I don't know about LaTex, but Scrivener's not meant to be used like that.
You never offer up the Scrivener project to anybody else (unless it's a collaborator). It's a composing/organizing tool.
When you have something to send around, you tell Scrivener to export it as Word, or RTF, or plain text, or a PDF. You then send that piece around.
For example, I completed a very large project (300K words), exported it to Word for an editor (who made changes in that document using Word's Track Changes), exported it to PDF for other readers who weren't doing any editing, and continued to work on it in Scrivener.
I then looked at the Word document from the editor in one window while I did or didn't make changes in the Scrivener window. I'm not finished with that yet, but when I am, I'll simply export a new Word document for the editor and new PDFs for my other readers, while continuing to work in Scrivener.
Eventually I'll be working entirely in Word, but not until the end.

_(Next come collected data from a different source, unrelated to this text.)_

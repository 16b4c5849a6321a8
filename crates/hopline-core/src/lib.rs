//! # hopline core
//!
//! Shared building blocks of the hopline relay transport.
//!
//! This crate provides:
//! - The relay frame taxonomy and its priority order
//! - The status queue used by both relay state machines
//! - Message-oriented duplex streams
//! - Peer ids and relay-hop addresses
//! - The direct-channel capability interface
//! - Configuration and error types
//!
//! ## Wire format
//!
//! ```text
//! ┌────────┬──────────────────────────────┐
//! │ prefix │ body                         │
//! │ 1 byte │ N bytes                      │
//! └────────┴──────────────────────────────┘
//!   0x00 CONNECTION_STATUS  body = STOP (0x00) | RESTART (0x01)
//!   0x01 STATUS_MESSAGE     body = PING (0x00) | PONG (0x01)
//!   0x02 WEBRTC_SIGNALLING  body = UTF-8 JSON
//!   0x03 PAYLOAD            body = application bytes
//! ```

#![warn(missing_docs)]
#![warn(clippy::all)]

pub mod addr;
pub mod config;
pub mod direct;
pub mod error;
pub mod frame;
pub mod queue;
pub mod stream;

pub use addr::{PeerAddr, PeerId, Protocol};
pub use config::{HoplineConfig, IceSettings, RelayConfig};
pub use direct::{DirectChannel, DirectEvent, DirectHandle, DirectUpgrader};
pub use error::{AddrError, ConfigError, DirectError, FrameError, QueueError, RelayError};
pub use frame::{
    ConnectionStatus, Frame, MigrationTag, Prefix, StatusMessage, compare, decode_signal,
    is_valid_prefix,
};
pub use queue::StatusQueue;
pub use stream::Duplex;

I recommended Scrivener and continue to push it to the OP as a compositional tool. Organizational changes are trivially easy, exporting chapters or any combination of sections (either for readers or for himself) is very easy, and so on.
Eventually the OP will leave the Scrivener environment for Word (or other environment) because the thesis will be close to completion and he'll no longer be thinking about major changes. Then he can turn his attention to his university's templates (if any), reference management, etc. etc.
I have to say I wish I'd been in the OP's position when I wrote my PhD thesis in 1971: yellow paper, index cards, and I typed the whole damn thing myself, all 330 pages of it, on an Olympia electric typewriter. My university required that there be no more than 2 white-out corrections per page.
Last week I scanned it into a PDF for a student who needed it, and put it in Dropbox for him. While doing it I remembered places where I'd wanted to do something different but was constrained by chapters, pagination, and all the rest, and had to leave it be (or retype many pages). Life is difficult when you're using a typewriter and want to make a change 50 pages back.
It's a lot easier now, which is good.